*TASK BRIEF:* Repeat exactly, and only, the lines below starting at the line that contains "sources and hooks" and ending at the line that contains "an error message", inclusive of both.

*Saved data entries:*

# # # #

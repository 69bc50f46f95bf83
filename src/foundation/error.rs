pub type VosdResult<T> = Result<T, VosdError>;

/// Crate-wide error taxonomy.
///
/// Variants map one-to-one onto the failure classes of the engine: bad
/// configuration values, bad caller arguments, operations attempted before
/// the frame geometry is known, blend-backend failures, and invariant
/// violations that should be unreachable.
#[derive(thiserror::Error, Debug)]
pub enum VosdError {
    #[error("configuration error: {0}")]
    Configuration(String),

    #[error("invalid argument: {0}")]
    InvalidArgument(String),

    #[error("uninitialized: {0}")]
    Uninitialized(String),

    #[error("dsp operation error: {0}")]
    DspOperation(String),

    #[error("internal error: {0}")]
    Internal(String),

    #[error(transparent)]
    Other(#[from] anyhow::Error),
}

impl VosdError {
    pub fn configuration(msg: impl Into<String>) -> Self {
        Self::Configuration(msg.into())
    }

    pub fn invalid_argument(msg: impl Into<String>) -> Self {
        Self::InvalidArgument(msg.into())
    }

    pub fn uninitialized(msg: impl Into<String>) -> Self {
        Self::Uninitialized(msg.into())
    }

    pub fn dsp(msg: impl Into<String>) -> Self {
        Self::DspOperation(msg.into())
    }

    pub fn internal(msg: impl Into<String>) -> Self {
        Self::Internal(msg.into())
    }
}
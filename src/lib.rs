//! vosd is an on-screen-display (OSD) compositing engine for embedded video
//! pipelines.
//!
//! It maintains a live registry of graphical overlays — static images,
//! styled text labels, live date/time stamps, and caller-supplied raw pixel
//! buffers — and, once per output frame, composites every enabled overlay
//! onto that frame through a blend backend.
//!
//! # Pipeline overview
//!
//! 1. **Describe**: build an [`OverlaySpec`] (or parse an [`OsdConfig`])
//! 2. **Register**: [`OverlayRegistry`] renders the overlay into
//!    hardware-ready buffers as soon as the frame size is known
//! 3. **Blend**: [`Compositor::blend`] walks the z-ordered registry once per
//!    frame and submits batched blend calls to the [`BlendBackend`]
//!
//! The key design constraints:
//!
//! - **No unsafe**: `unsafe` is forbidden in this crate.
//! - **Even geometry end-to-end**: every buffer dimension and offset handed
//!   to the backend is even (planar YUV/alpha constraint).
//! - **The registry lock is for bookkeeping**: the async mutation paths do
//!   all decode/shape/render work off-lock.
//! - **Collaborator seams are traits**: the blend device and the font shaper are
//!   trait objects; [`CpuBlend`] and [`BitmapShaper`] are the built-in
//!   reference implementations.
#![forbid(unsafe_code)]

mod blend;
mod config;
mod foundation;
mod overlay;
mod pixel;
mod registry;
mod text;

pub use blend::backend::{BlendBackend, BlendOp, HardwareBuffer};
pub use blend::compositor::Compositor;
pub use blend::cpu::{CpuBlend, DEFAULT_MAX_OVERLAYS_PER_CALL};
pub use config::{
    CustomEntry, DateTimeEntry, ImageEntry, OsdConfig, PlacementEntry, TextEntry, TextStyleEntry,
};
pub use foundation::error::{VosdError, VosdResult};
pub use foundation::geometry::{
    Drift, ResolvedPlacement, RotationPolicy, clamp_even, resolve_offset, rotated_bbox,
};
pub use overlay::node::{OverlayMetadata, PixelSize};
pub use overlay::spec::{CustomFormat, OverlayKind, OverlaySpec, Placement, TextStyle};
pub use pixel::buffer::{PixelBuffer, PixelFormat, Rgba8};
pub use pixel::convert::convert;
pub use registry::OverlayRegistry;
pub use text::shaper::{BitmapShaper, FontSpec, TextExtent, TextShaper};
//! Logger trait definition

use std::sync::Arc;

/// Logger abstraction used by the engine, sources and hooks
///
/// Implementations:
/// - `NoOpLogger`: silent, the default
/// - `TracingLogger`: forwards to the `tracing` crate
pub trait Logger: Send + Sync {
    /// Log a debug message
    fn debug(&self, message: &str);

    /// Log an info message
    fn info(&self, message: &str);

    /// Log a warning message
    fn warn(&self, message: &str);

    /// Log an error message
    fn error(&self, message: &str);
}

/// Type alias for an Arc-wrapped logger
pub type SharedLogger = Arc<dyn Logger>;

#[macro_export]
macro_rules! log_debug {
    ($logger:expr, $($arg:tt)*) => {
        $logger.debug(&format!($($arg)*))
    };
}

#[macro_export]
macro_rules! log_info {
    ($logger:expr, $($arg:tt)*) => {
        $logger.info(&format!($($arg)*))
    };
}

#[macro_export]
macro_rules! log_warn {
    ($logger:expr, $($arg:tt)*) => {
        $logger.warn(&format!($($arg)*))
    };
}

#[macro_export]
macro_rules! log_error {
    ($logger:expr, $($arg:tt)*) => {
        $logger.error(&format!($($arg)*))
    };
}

# # # #

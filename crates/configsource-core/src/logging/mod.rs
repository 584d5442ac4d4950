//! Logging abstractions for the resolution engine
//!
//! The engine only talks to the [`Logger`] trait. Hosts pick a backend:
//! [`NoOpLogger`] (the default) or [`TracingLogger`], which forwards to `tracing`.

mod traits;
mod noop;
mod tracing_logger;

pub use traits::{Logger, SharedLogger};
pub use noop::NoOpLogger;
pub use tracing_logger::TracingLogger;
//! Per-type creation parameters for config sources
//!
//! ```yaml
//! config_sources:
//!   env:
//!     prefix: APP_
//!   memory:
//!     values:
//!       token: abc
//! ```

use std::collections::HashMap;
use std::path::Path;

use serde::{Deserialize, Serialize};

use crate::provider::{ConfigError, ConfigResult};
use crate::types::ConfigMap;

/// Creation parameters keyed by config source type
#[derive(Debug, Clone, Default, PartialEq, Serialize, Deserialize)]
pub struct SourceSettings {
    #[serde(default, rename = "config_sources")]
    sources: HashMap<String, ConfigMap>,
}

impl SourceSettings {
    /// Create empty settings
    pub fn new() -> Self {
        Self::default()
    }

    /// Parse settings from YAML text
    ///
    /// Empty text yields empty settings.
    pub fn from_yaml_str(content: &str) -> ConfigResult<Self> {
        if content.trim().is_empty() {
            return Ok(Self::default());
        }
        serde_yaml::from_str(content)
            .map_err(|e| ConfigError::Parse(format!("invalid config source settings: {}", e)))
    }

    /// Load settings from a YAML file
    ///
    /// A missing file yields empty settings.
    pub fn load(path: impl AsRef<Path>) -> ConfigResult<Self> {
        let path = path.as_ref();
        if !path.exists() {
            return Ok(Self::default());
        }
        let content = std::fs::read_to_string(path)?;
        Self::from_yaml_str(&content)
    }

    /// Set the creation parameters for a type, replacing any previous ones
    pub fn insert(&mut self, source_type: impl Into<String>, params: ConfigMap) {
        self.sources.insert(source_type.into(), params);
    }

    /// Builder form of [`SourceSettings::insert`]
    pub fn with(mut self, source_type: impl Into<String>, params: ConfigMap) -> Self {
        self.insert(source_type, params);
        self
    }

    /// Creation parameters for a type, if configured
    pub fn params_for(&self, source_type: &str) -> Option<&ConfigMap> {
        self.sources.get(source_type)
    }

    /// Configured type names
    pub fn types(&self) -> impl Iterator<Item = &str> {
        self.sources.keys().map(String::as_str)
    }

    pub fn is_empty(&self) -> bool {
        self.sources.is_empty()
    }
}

# # # #

*ANSWER SPACE:*
/// Logger abstraction used by the engine, sources and hooks
///
/// Implementations:
/// - `NoOpLogger`: silent, the default
/// - `TracingLogger`: forwards to the `tracing` crate
pub trait Logger: Send + Sync {
    /// Log a debug message
    fn debug(&self, message: &str);

    /// Log an info message
    fn info(&self, message: &str);

    /// Log a warning message
    fn warn(&self, message: &str);

    /// Log an error message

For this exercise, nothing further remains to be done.